Capítulo 59

María encendió la luz del vestíbulo, subió el estrecho tramo de escalera y entró en el apartamento. La luz estaba encendida. Vio la pistola de la mujer policía encima de la mesa. Intentó pensar. ¿Habrían llamado a la mujer para que abandonara su puesto? Intentó recordar su nombre. No lo consiguió.

Fue al cuarto de baño, se quitó sus ropas mojadas, se secó la cara y se miró en el espejo. Sus ojos parecían tener el doble de su tamaño normal, redondos, blancos y asustados. Su piel estaba pálida, como carente de sangre. Se quitó la ropa interior, se secó con una toalla, se secó la cara con la tela áspera y experimentó la sensación de que empezaba a revivir. Mientras se secaba la cabeza con la toalla, pasó la mano por detrás de la cortina de la ducha, tanteó en busca del grifo, sintió que su mano aferraba el contorno de una cabeza humana, pelo bajo sus dedos, pelo mojado y espeso. Su mano retrocedió automáticamente. La miró. Los dedos estaban manchados de sangre, roja y reciente. Algunas gotas cayeron al suelo.

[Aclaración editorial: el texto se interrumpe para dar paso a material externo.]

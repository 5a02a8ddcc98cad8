//! Shared types used across shepherd crates.

use serde::{Deserialize, Serialize};

/// Opaque identifier of a release (a git tag on the artifact host).
pub type ReleaseTag = String;

/// Sentinel tag meaning "resolve the newest available release".
pub const LATEST_TAG: &str = "latest";

/// Whether `tag` is the [`LATEST_TAG`] sentinel rather than a literal tag.
pub fn is_latest(tag: &str) -> bool {
    tag == LATEST_TAG
}

/// The two distributed locks a host can contend for.
#[derive(Debug, Clone, Copy, PartialEq, Eq, Hash, Serialize, Deserialize)]
#[serde(rename_all = "snake_case")]
pub enum LockName {
    /// Held by the single host currently canarying the newest release.
    Canary,
    /// Held by the host currently propagating the stable tag.
    Rollout,
}

impl LockName {
    /// Key suffix under the repository namespace.
    pub fn key_suffix(self) -> &'static str {
        match self {
            LockName::Canary => "canary_release_tag",
            LockName::Rollout => "rollout",
        }
    }
}

impl std::fmt::Display for LockName {
    fn fmt(&self, f: &mut std::fmt::Formatter<'_>) -> std::fmt::Result {
        match self {
            LockName::Canary => f.write_str("canary-lock"),
            LockName::Rollout => f.write_str("rollout-lock"),
        }
    }
}
//! Health check probe logic.
//!
//! Runs the health-check command with bounded retries, then keeps probing
//! at a fixed interval until the observation window has fully elapsed.

use std::path::Path;
use std::sync::Arc;
use std::time::Duration;

use tokio::time::{Instant, MissedTickBehavior};
use tracing::{debug, info, warn};

use shepherd_core::{CommandRunner, ExecError, ShepherdConfig};

/// Result of a single health probe.
#[derive(Debug, Clone, PartialEq, Eq)]
pub enum ProbeResult {
    /// The command exited zero.
    Healthy,
    /// The command exited non-zero, timed out, or could not be spawned.
    Unhealthy { output: String, cause: String },
}

impl From<Result<String, ExecError>> for ProbeResult {
    fn from(result: Result<String, ExecError>) -> Self {
        match result {
            Ok(_) => ProbeResult::Healthy,
            Err(e) => ProbeResult::Unhealthy {
                output: e.output().to_string(),
                cause: e.to_string(),
            },
        }
    }
}

/// Verdict for a whole observation window.
#[derive(Debug, Clone, PartialEq, Eq)]
pub enum HealthOutcome {
    /// The window elapsed without an unrecovered failure.
    Healthy,
    /// First unrecovered failure, with captured output for diagnostics.
    Unhealthy { output: String, cause: String },
}

impl HealthOutcome {
    pub fn is_healthy(&self) -> bool {
        matches!(self, HealthOutcome::Healthy)
    }
}

/// Parameters of one observation.
#[derive(Debug, Clone, PartialEq, Eq)]
pub struct HealthCheckConfig {
    pub command: String,
    /// Maximum attempts for the initial check.
    pub retries: u32,
    /// Delay between attempts and between re-checks.
    pub interval: Duration,
    /// Bound on a single attempt.
    pub timeout: Duration,
    /// Total observation window.
    pub window: Duration,
}

impl HealthCheckConfig {
    pub fn from_config(config: &ShepherdConfig) -> Self {
        Self {
            command: config.healthcheck_command.clone(),
            retries: config.healthcheck_retries,
            interval: config.healthcheck_interval,
            timeout: config.healthcheck_timeout,
            window: config.canary_rollout_window,
        }
    }
}

/// Observes a deployed release through the health-check command.
#[derive(Clone)]
pub struct HealthChecker {
    runner: Arc<dyn CommandRunner>,
    config: HealthCheckConfig,
}

impl HealthChecker {
    pub fn new(runner: Arc<dyn CommandRunner>, config: HealthCheckConfig) -> Self {
        Self { runner, config }
    }

    pub fn config(&self) -> &HealthCheckConfig {
        &self.config
    }

    /// Observe `tag` (deployed from `asset`) for the configured window.
    ///
    /// Blocks the caller for up to the full window.
    pub async fn observe(&self, tag: &str, asset: &Path) -> HealthOutcome {
        let started = Instant::now();
        let deadline = started + self.config.window;
        info!(%tag, ?asset, window = ?self.config.window, "start health check");

        if let ProbeResult::Unhealthy { output, cause } = self.initial_check(tag, asset).await {
            warn!(%tag, %cause, %output, "health check failed, retries exhausted");
            return HealthOutcome::Unhealthy { output, cause };
        }

        let interval = self.config.interval;
        let mut ticker = tokio::time::interval_at(Instant::now() + interval, interval);
        ticker.set_missed_tick_behavior(MissedTickBehavior::Delay);
        let window_end = tokio::time::sleep_until(deadline);
        tokio::pin!(window_end);

        let mut checks: u32 = 1;
        loop {
            tokio::select! {
                biased;
                _ = &mut window_end => {
                    info!(%tag, checks, elapsed = ?started.elapsed(), "health check window elapsed cleanly");
                    return HealthOutcome::Healthy;
                }
                _ = ticker.tick() => {
                    checks += 1;
                    if let ProbeResult::Unhealthy { output, cause } = self.probe(tag, asset).await {
                        warn!(%tag, checks, %cause, %output, "health check failed within window");
                        return HealthOutcome::Unhealthy { output, cause };
                    }
                }
            }
        }
    }

    /// First check, retried up to `retries` attempts with `interval` delay.
    async fn initial_check(&self, tag: &str, asset: &Path) -> ProbeResult {
        let attempts = self.config.retries.max(1);
        let mut last = ProbeResult::Healthy;
        for attempt in 1..=attempts {
            last = self.probe(tag, asset).await;
            match &last {
                ProbeResult::Healthy => {
                    debug!(%tag, attempt, "initial health check passed");
                    return last;
                }
                ProbeResult::Unhealthy { cause, .. } => {
                    debug!(%tag, attempt, attempts, %cause, "health check attempt failed");
                }
            }
            if attempt < attempts {
                tokio::time::sleep(self.config.interval).await;
            }
        }
        last
    }

    async fn probe(&self, tag: &str, asset: &Path) -> ProbeResult {
        self.runner
            .execute(&self.config.command, tag, asset, Some(self.config.timeout))
            .await
            .into()
    }
}

#[cfg(test)]
mod tests {
    use super::*;
    use std::collections::VecDeque;
    use std::sync::Mutex;

    use async_trait::async_trait;

    /// Replays scripted results; once exhausted every probe passes.
    #[derive(Default)]
    struct ScriptedRunner {
        results: Mutex<VecDeque<bool>>,
        calls: Mutex<Vec<(Instant, Option<Duration>)>>,
    }

    impl ScriptedRunner {
        fn with(results: &[bool]) -> Arc<Self> {
            Arc::new(Self {
                results: Mutex::new(results.iter().copied().collect()),
                calls: Mutex::new(Vec::new()),
            })
        }

        fn call_count(&self) -> usize {
            self.calls.lock().unwrap().len()
        }
    }

    #[async_trait]
    impl CommandRunner for ScriptedRunner {
        async fn execute(
            &self,
            command: &str,
            _tag: &str,
            _asset: &Path,
            timeout: Option<Duration>,
        ) -> Result<String, ExecError> {
            self.calls.lock().unwrap().push((Instant::now(), timeout));
            let ok = self.results.lock().unwrap().pop_front().unwrap_or(true);
            if ok {
                Ok("ok\n".to_string())
            } else {
                Err(ExecError::Failed {
                    command: command.to_string(),
                    status: "exit status: 1".to_string(),
                    output: "connection refused\n".to_string(),
                })
            }
        }
    }

    fn config() -> HealthCheckConfig {
        HealthCheckConfig {
            command: "./health.sh".to_string(),
            retries: 3,
            interval: Duration::from_secs(60),
            timeout: Duration::from_secs(30),
            window: Duration::from_secs(600),
        }
    }

    fn checker(runner: Arc<ScriptedRunner>) -> HealthChecker {
        HealthChecker::new(runner, config())
    }

    #[tokio::test(start_paused = true)]
    async fn healthy_only_after_full_window() {
        let runner = ScriptedRunner::with(&[]);
        let start = Instant::now();

        let outcome = checker(runner.clone()).observe("v1", Path::new("a.tgz")).await;

        assert_eq!(outcome, HealthOutcome::Healthy);
        assert_eq!(start.elapsed(), Duration::from_secs(600));
        // t = 0, 60, ..., 540
        assert_eq!(runner.call_count(), 10);
    }

    #[tokio::test(start_paused = true)]
    async fn every_attempt_is_time_bounded() {
        let runner = ScriptedRunner::with(&[]);
        checker(runner.clone()).observe("v1", Path::new("a.tgz")).await;
        let calls = runner.calls.lock().unwrap();
        assert!(calls.iter().all(|(_, t)| *t == Some(Duration::from_secs(30))));
    }

    #[tokio::test(start_paused = true)]
    async fn initial_failure_recovers_within_retries() {
        let runner = ScriptedRunner::with(&[false, true]);

        let outcome = checker(runner.clone()).observe("v1", Path::new("a.tgz")).await;

        assert!(outcome.is_healthy());
        let calls = runner.calls.lock().unwrap();
        assert_eq!(calls[1].0 - calls[0].0, Duration::from_secs(60));
    }

    #[tokio::test(start_paused = true)]
    async fn exhausted_retries_fail_without_waiting_out_window() {
        let runner = ScriptedRunner::with(&[false, false, false]);
        let start = Instant::now();

        let outcome = checker(runner.clone()).observe("v3", Path::new("a.tgz")).await;

        match outcome {
            HealthOutcome::Unhealthy { output, cause } => {
                assert!(output.contains("connection refused"));
                assert!(cause.contains("./health.sh"));
            }
            other => panic!("expected Unhealthy, got {other:?}"),
        }
        assert_eq!(runner.call_count(), 3);
        assert_eq!(start.elapsed(), Duration::from_secs(120));
    }

    #[tokio::test(start_paused = true)]
    async fn failure_during_observation_is_not_retried() {
        // Initial pass, one good re-check, then a failure followed by
        // results that would have recovered if retried.
        let runner = ScriptedRunner::with(&[true, true, false, true, true]);
        let start = Instant::now();

        let outcome = checker(runner.clone()).observe("v3", Path::new("a.tgz")).await;

        assert!(!outcome.is_healthy());
        assert_eq!(runner.call_count(), 3);
        assert_eq!(start.elapsed(), Duration::from_secs(120));
    }

    #[tokio::test(start_paused = true)]
    async fn single_retry_config_fails_on_first_error() {
        let runner = ScriptedRunner::with(&[false]);
        let mut cfg = config();
        cfg.retries = 1;

        let outcome = HealthChecker::new(runner.clone(), cfg)
            .observe("v1", Path::new("a.tgz"))
            .await;

        assert!(!outcome.is_healthy());
        assert_eq!(runner.call_count(), 1);
    }

    #[test]
    fn probe_result_from_exec_error() {
        let r = ProbeResult::from(Result::<String, ExecError>::Err(ExecError::TimedOut {
            command: "./health.sh".to_string(),
            timeout: Duration::from_secs(30),
        }));
        match r {
            ProbeResult::Unhealthy { output, cause } => {
                assert!(output.is_empty());
                assert!(cause.contains("timed out"));
            }
            ProbeResult::Healthy => panic!("timeout must be unhealthy"),
        }
    }

    #[test]
    fn config_is_derived_from_daemon_config() {
        let daemon = ShepherdConfig {
            healthcheck_command: "./hc.sh".to_string(),
            healthcheck_retries: 5,
            ..Default::default()
        };
        let cfg = HealthCheckConfig::from_config(&daemon);
        assert_eq!(cfg.command, "./hc.sh");
        assert_eq!(cfg.retries, 5);
        assert_eq!(cfg.window, daemon.canary_rollout_window);
    }
}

María descorrió la cortina, a sabiendas de lo que iba a ver. La mujer policía estaba en el baño, con los ojos abiertos, mirando sin ver el techo. Una herida carmesí, como la sonrisa de la muerte, corría de oreja a oreja, atravesaba los pliegues de la papada. Su boca estaba fija en una mueca extraña, con los dientes manchados de rojo, como si se le hubiera corrido el lápiz de labios. Descorrió más la cortina. La mujer aún conservaba el uniforme. Tenía las rodillas subidas para acomodar su cuerpo en el baño. De su cintura colgaba la radio. Se conectó de repente, siseó y crepitó.

—Él me dijo que la matara —dijo una voz detrás de ella, grave y suave—. Él me lo dijo. Así que lo hice.

María giró en redondo, cogió automáticamente una toalla para cubrir su cuerpo. El hombre estaba en la puerta, vestido con una camiseta raída, tejanos descoloridos, la boca entreabierta, los ojos muertos, mirándola. Un cuchillo largo, cuya hoja estaba manchada de sangre, colgaba casi sin vida de su mano izquierda. Se le veía letárgico, casi consumido. María le miró y, de repente, tuvo una revelación: no tenía miedo.

—¿Te dijo que me mataras? —preguntó.

El hombre asintió poco a poco, como a regañadientes.

—Sí. Me utiliza. Dice que soy suyo. Mi padre. ¿Comprendes?

—Antonio, tu padre está muerto. No puede ordenarte nada.

El hombre meneó la cabeza y rio.

—No digas eso. A él no le gusta que digas eso. Mi padre está vivo. Me habla. Sabe lo que hay que hacer. Lo sabe.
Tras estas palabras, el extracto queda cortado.